1. Surat tanpa nama
Kita akan atur ulang jadwal pertemuan. Beritahu saja kapan waktu luang yang kau punya. Aku tunggu kabar darimu.
Pesan yang masuk ke ponsel Alif beberapa menit setelah permohonan maaf ia kirimkan. Pemuda itu tidak ingat bahwa ia harus menemui seseorang hari ini di sebuah restoran pukul dua belas siang. Namun, deadline pekerjaan menuntutnya untuk tetap berada di rumah.
Brigita berada di ruang kerja saat kaki Alif baru dua langkah menginjak lantai satu. Laptop yang sudah menyala selama tiga jam itu, baru dimatikan lima menit yang lalu. Pemuda itu berteriak memanggil Brigita untuk makan siang, tetapi perempuan itu berkata akan menyusul setelah selesai.

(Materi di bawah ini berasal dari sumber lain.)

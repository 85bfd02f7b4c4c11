//! Retry policy for business-level polling.

use std::time::Duration;

/// Default number of attempts made before giving up.
pub const DEFAULT_MAX_ATTEMPTS: u32 = 6;

/// Default delay before the second attempt.
pub const DEFAULT_INITIAL_DELAY: Duration = Duration::from_secs(10);

/// Default upper bound for a single delay.
pub const DEFAULT_MAX_DELAY: Duration = Duration::from_secs(60);

/// Default growth factor applied to the delay after each attempt.
pub const DEFAULT_MULTIPLIER: u32 = 2;

/// Bounded retry schedule used by [`retry`][`super::retry`].
///
/// The delay before attempt `n + 1` is `initial_delay * multiplier^(n - 1)`,
/// capped at `max_delay`. A multiplier of `1` yields a constant delay.
#[derive(Debug, Clone, PartialEq, Eq)]
pub struct RetryPolicy {
    max_attempts: u32,
    initial_delay: Duration,
    max_delay: Duration,
    multiplier: u32,
}

impl Default for RetryPolicy {
    fn default() -> Self {
        Self {
            max_attempts: DEFAULT_MAX_ATTEMPTS,
            initial_delay: DEFAULT_INITIAL_DELAY,
            max_delay: DEFAULT_MAX_DELAY,
            multiplier: DEFAULT_MULTIPLIER,
        }
    }
}

impl RetryPolicy {
    /// Creates an escalating policy.
    ///
    /// `max_attempts` and `multiplier` are clamped to at least `1`.
    #[must_use]
    pub fn new(
        max_attempts: u32,
        initial_delay: Duration,
        max_delay: Duration,
        multiplier: u32,
    ) -> Self {
        Self {
            max_attempts: max_attempts.max(1),
            initial_delay,
            max_delay: max_delay.max(initial_delay),
            multiplier: multiplier.max(1),
        }
    }

    /// Creates a policy that waits the same `delay` between every attempt.
    #[must_use]
    pub fn constant(max_attempts: u32, delay: Duration) -> Self {
        Self::new(max_attempts, delay, delay, 1)
    }

    /// Returns the maximum number of attempts.
    pub fn max_attempts(&self) -> u32 {
        self.max_attempts
    }

    /// Returns the delay to wait after the given (1-based) failed attempt.
    #[must_use]
    pub fn delay_after(&self, attempt: u32) -> Duration {
        let exponent = attempt.saturating_sub(1);
        let factor = self.multiplier.saturating_pow(exponent);
        self.initial_delay
            .saturating_mul(factor)
            .min(self.max_delay)
    }

    /// Returns the total time spent waiting if every attempt comes back empty.
    #[must_use]
    pub fn worst_case_wait(&self) -> Duration {
        (1..self.max_attempts)
            .map(|attempt| self.delay_after(attempt))
            .sum()
    }
}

Perempuan itu menutup lemari kayu berpintu kaca, sebelum meninggalkan ruang kerja dengan dua buku Akuntansi tebal di atas meja –di sebelah laptop.
Keduanya diam beberapa menit, menikmati makanan yang tersaji di atas meja sejak jam sebelas siang. Hanya dentingan suara sendok dan piring yang bertemu karena ulah manusia di meja makan itu, hingga satu suara melenyapkan kebisingan dari peralatan makan tersebut.
“Surat untukmu, Alif. Sepertinya sesuatu yang penting.” Ayse muncul dari arah depan ruang tamu.
“Terima kasih, Teyze. Sepertinya memang yang ditunggu-tunggu Alif,” sahut Brigita tersenyum senang.
Alif menyantap makan siang dengan lahap. Laki-laki itu benar-benar lapar setelah duduk menggambar sejak pagi. Brigita melihat lima ekor udang besar goreng berada di piring Alif. Adiknya tidak juga jera memakan makanan tinggi kadar kolesterol yang pernah membuatnya terbaring kaku di rumah sakit.
Brigita memperingatkannya untuk mengurangi konsumsi makanan laut, tetapi Alif hanya mengangguk paham. Mulutnya tidak berhenti mengunyah. Tangannya bahkan sudah memindahkan tiga ekor lagi ke dalam piringnya. Peringatan keras juga datang dari Ayse yang melihat Alif abai.
Karena ingin istirahat akibat tubuh yang lelah, Ayse meminta Brigita mencuci piring setelahnya dan melayangkan teguran keras pada Alif sebelum menuju ke kamar. Perempuan muda itu memberi anggukan.
Brigita membolak-balik amplop surat berwarna cokelat. Rautnya terlihat kebingungan. Alif melihat kening Brigita mengerut menatap amplop tersebut. Tatapannya jatuh pada amplop dan Brigita bergantian.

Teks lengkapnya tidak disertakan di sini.